Moti Lal Nehru Medical College and associated hospitals (MLNMC) is the government medical college with related public hospitals in Allahabad, Uttar Pradesh, India. It was founded in memory of Pandit Motilal Nehru.

History and formation
On 7 November 1854, Leslie Hudson, a member of British Parliament raised a question about British Government's plan to open medical colleges in India which was under the rule of British East India Company then. Replying to that, Sir Charles Wood, the minister concerned announced that by 1861 medical colleges would be opened in five cities of India, namely Bombay, Calcutta, Madras, Lahore and Allahabad. Pt. Motilal Nehru was the chief spokesperson of the deputation that called on Lord Curzon, the then Viceroy of India, on 17 November 1904 at Allahabad in leadership of Pt. Madan Mohan Malviya. During this meet, Pt. Motilal Nehru reminded the Viceroy of the promise made by the British Government 50 years back and told him that it was a matter of deep regret that there was no medical college in Allahabad, which at that time was the capital of the United Province.

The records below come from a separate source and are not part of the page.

//! kvc - command-line front end for the KEY=VALUE configuration store

use clap::Parser;
use keyval_config::{
    app::App,
    cli::Cli,
    config::load_settings,
    error::{AppError, ErrorReporter, Result},
};
use std::io::{self, Write};
use std::process;

fn main() {
    let cli = Cli::parse();
    let mut reporter = ErrorReporter::new(cli.use_colors(), cli.verbose || cli.debug);

    if let Err(e) = run_application(cli, &mut reporter) {
        reporter.report_error(&e);
        print_error_suggestions(&e);
        process::exit(e.exit_code());
    }
}

/// Main application logic. Only command output goes to stdout.
fn run_application(cli: Cli, reporter: &mut ErrorReporter) -> Result<()> {
    if cli.debug {
        eprintln!("{}", keyval_config::build_info());
        eprintln!("Debug mode enabled");
        eprintln!();
    }

    let settings = load_settings(cli.clone())?;
    reporter.use_color = settings.enable_color;
    let app = App::new(settings);

    let output = app.run(&cli.command)?;
    let mut stdout = io::stdout().lock();
    stdout
        .write_all(&output)
        .and_then(|_| stdout.flush())
        .map_err(|e| AppError::io("<stdout>", e))?;

    Ok(())
}

/// Print helpful suggestions for common errors
fn print_error_suggestions(error: &AppError) {
    match error {
        AppError::NotConfigured | AppError::Config(_) => {
            eprintln!();
            eprintln!("Settings help:");
            eprintln!("  - Pass the file with --file <PATH> or set KVC_FILE");
            eprintln!("  - Run 'kvc env-help' to list supported variables");
        }
        AppError::MalformedLine { .. } => {
            eprintln!();
            eprintln!("File format help:");
            eprintln!("  - Each line must be KEY=VALUE with a non-empty key");
            eprintln!("  - Comment lines start with '#'; inline comments are not supported");
        }
        _ => {}
    }
}
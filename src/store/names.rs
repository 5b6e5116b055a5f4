//! Database, table and row key names

use std::ffi::OsStr;

use rand::distributions::Alphanumeric;
use rand::Rng;

use super::errors::{StoreError, StoreResult};

/// Lock file kept in every database and table directory
pub const LOCK_FILE: &str = ".lock";

/// Reject names that could escape their directory or collide with
/// `.lock` and temporary files.
pub(crate) fn validate(name: &str) -> StoreResult<()> {
    let reason = if name.is_empty() {
        "must not be empty"
    } else if name.starts_with('.') {
        "must not start with '.'"
    } else if name.contains(['/', '\\', '\0']) {
        "must not contain path separators"
    } else {
        return Ok(());
    };
    Err(StoreError::InvalidName {
        name: name.to_string(),
        reason,
    })
}

/// Random ASCII-alphanumeric key of `length` characters
pub fn random_key(length: usize) -> String {
    rand::thread_rng()
        .sample_iter(&Alphanumeric)
        .take(length)
        .map(char::from)
        .collect()
}

/// Directory entries that are user data (not `.lock` or temp files)
pub(crate) fn visible(name: &OsStr) -> Option<String> {
    let name = name.to_str()?;
    if name.starts_with('.') {
        return None;
    }
    Some(name.to_string())
}

#[cfg(test)]
mod tests {
    use super::*;

    #[test]
    fn test_valid_names() {
        assert!(validate("users").is_ok());
        assert!(validate("r1").is_ok());
        assert!(validate("a.b-c_d").is_ok());
    }

    #[test]
    fn test_invalid_names() {
        for bad in ["", ".lock", ".hidden", "a/b", "..", "a\\b", "a\0b"] {
            assert!(
                matches!(validate(bad), Err(StoreError::InvalidName { .. })),
                "{:?} should be rejected",
                bad
            );
        }
    }

    #[test]
    fn test_random_key_shape() {
        let key = random_key(12);
        assert_eq!(key.len(), 12);
        assert!(key.chars().all(|c| c.is_ascii_alphanumeric()));
        assert!(validate(&key).is_ok());
    }

    #[test]
    fn test_visible_skips_dot_files() {
        assert_eq!(visible(OsStr::new("r1")), Some("r1".to_string()));
        assert_eq!(visible(OsStr::new(LOCK_FILE)), None);
        assert_eq!(visible(OsStr::new(".row-Ab12.tmp")), None);
    }
}
//! Structured JSON logger for dirdb
//!
//! - One log line = one JSON object = one event
//! - `event` first, then `severity`, then fields sorted by key
//! - Synchronous, no buffering
//! - Written to stderr, so stdout stays free for command output

use std::fmt;
use std::io::{self, Write};
use std::str::FromStr;
use std::sync::atomic::{AtomicU8, Ordering};

/// Log severity levels
#[derive(Debug, Clone, Copy, PartialEq, Eq, PartialOrd, Ord)]
pub enum Severity {
    /// Lock traffic and other per-call detail
    Trace = 0,
    /// Normal operations
    Info = 1,
    /// Recoverable issues
    Warn = 2,
    /// Operation failures
    Error = 3,
    /// Programmer errors, state can no longer be trusted
    Fatal = 4,
}

impl Severity {
    /// Returns the string representation
    pub fn as_str(&self) -> &'static str {
        match self {
            Severity::Trace => "TRACE",
            Severity::Info => "INFO",
            Severity::Warn => "WARN",
            Severity::Error => "ERROR",
            Severity::Fatal => "FATAL",
        }
    }

    fn from_u8(v: u8) -> Self {
        match v {
            0 => Severity::Trace,
            1 => Severity::Info,
            2 => Severity::Warn,
            3 => Severity::Error,
            _ => Severity::Fatal,
        }
    }
}

impl fmt::Display for Severity {
    fn fmt(&self, f: &mut fmt::Formatter<'_>) -> fmt::Result {
        write!(f, "{}", self.as_str())
    }
}

impl FromStr for Severity {
    type Err = String;

    fn from_str(s: &str) -> Result<Self, Self::Err> {
        match s.to_ascii_lowercase().as_str() {
            "trace" => Ok(Severity::Trace),
            "info" => Ok(Severity::Info),
            "warn" => Ok(Severity::Warn),
            "error" => Ok(Severity::Error),
            "fatal" => Ok(Severity::Fatal),
            other => Err(format!("unknown log level '{}'", other)),
        }
    }
}

static MIN_SEVERITY: AtomicU8 = AtomicU8::new(Severity::Warn as u8);

/// A structured logger that outputs JSON lines
pub struct Logger;

impl Logger {
    /// Set the process-wide minimum severity. Defaults to WARN.
    pub fn set_level(level: Severity) {
        MIN_SEVERITY.store(level as u8, Ordering::Relaxed);
    }

    /// Current process-wide minimum severity
    pub fn level() -> Severity {
        Severity::from_u8(MIN_SEVERITY.load(Ordering::Relaxed))
    }

    /// Whether a message at `severity` would be written
    pub fn enabled(severity: Severity) -> bool {
        severity >= Self::level()
    }

    /// Log an event with the given severity and fields
    pub fn log(severity: Severity, event: &str, fields: &[(&str, &str)]) {
        if !Self::enabled(severity) {
            return;
        }
        Self::log_to_writer(severity, event, fields, &mut io::stderr());
    }

    fn log_to_writer<W: Write>(
        severity: Severity,
        event: &str,
        fields: &[(&str, &str)],
        writer: &mut W,
    ) {
        let mut output = String::with_capacity(256);

        output.push('{');

        output.push_str("\"event\":");
        Self::push_json_string(&mut output, event);

        output.push_str(",\"severity\":\"");
        output.push_str(severity.as_str());
        output.push('"');

        let mut sorted_fields: Vec<_> = fields.iter().collect();
        sorted_fields.sort_by_key(|(k, _)| *k);

        for (key, value) in sorted_fields {
            output.push(',');
            Self::push_json_string(&mut output, key);
            output.push(':');
            Self::push_json_string(&mut output, value);
        }

        output.push('}');
        output.push('\n');

        // One write per line keeps concurrent writers from interleaving
        let _ = writer.write_all(output.as_bytes());
        let _ = writer.flush();
    }

    fn push_json_string(output: &mut String, s: &str) {
        match serde_json::to_string(s) {
            Ok(quoted) => output.push_str(&quoted),
            Err(_) => output.push_str("\"\""),
        }
    }
}

/// Capture logs to a buffer for testing
#[cfg(test)]
pub fn capture_log(severity: Severity, event: &str, fields: &[(&str, &str)]) -> String {
    let mut buffer = Vec::new();
    Logger::log_to_writer(severity, event, fields, &mut buffer);
    String::from_utf8(buffer).unwrap()
}

#[cfg(test)]
mod tests {
    use super::*;

    #[test]
    fn test_severity_ordering() {
        assert!(Severity::Trace < Severity::Info);
        assert!(Severity::Info < Severity::Warn);
        assert!(Severity::Warn < Severity::Error);
        assert!(Severity::Error < Severity::Fatal);
    }

    #[test]
    fn test_severity_parse() {
        assert_eq!("info".parse::<Severity>().unwrap(), Severity::Info);
        assert_eq!("WARN".parse::<Severity>().unwrap(), Severity::Warn);
        assert!("loud".parse::<Severity>().is_err());
    }

    #[test]
    fn test_log_json_format() {
        let output = capture_log(Severity::Info, "ROW_SAVED", &[]);

        let parsed: serde_json::Value = serde_json::from_str(&output).unwrap();
        assert_eq!(parsed["event"], "ROW_SAVED");
        assert_eq!(parsed["severity"], "INFO");
    }

    #[test]
    fn test_log_with_fields() {
        let output = capture_log(
            Severity::Warn,
            "UNIQUE_KEY_COLLISION",
            &[("table", "t1"), ("key", "aZ09q")],
        );

        let parsed: serde_json::Value = serde_json::from_str(&output).unwrap();
        assert_eq!(parsed["table"], "t1");
        assert_eq!(parsed["key"], "aZ09q");
    }

    #[test]
    fn test_log_deterministic_ordering() {
        let output1 = capture_log(
            Severity::Info,
            "TEST",
            &[("zebra", "1"), ("apple", "2"), ("mango", "3")],
        );
        let output2 = capture_log(
            Severity::Info,
            "TEST",
            &[("apple", "2"), ("mango", "3"), ("zebra", "1")],
        );
        assert_eq!(output1, output2);

        let apple_pos = output1.find("apple").unwrap();
        let mango_pos = output1.find("mango").unwrap();
        let zebra_pos = output1.find("zebra").unwrap();
        assert!(apple_pos < mango_pos);
        assert!(mango_pos < zebra_pos);
    }

    #[test]
    fn test_log_escapes_special_chars() {
        let output = capture_log(
            Severity::Info,
            "TEST",
            &[("path", "/data/\"db\"\n\tt1")],
        );

        let parsed: serde_json::Value = serde_json::from_str(&output).unwrap();
        assert_eq!(parsed["path"], "/data/\"db\"\n\tt1");
    }

    #[test]
    fn test_log_one_line_event_first() {
        let output = capture_log(Severity::Info, "MY_EVENT", &[("a", "1"), ("b", "2")]);

        assert_eq!(output.chars().filter(|c| *c == '\n').count(), 1);
        assert!(output.ends_with('\n'));
        assert!(output.find("\"event\"").unwrap() < output.find("\"severity\"").unwrap());
    }
}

Moti Lal Nehru Medical College was formally inaugurated on 5 May 1961 by the President of India, Dr. Rajendra Prasad, just one day prior to Nehru's 100th birthday, and a century after the proposed time by the British Govt. Initially the premises of the British District Jail at South Malaka were acquired for the college. Pt. Motilal Nehru was kept imprisoned there in 1930 during British rule for his leading role in the freedom movement and released only after severe illness, which resulted in his death on 6 February 1931. Later, in 1963, the Government House, which used to be residence of the Governor of United Province, was acquired for the college while the jail premises were transformed into Swaroop Rani Nehru Hospital (named after Pt. Motilal Nehru's wife).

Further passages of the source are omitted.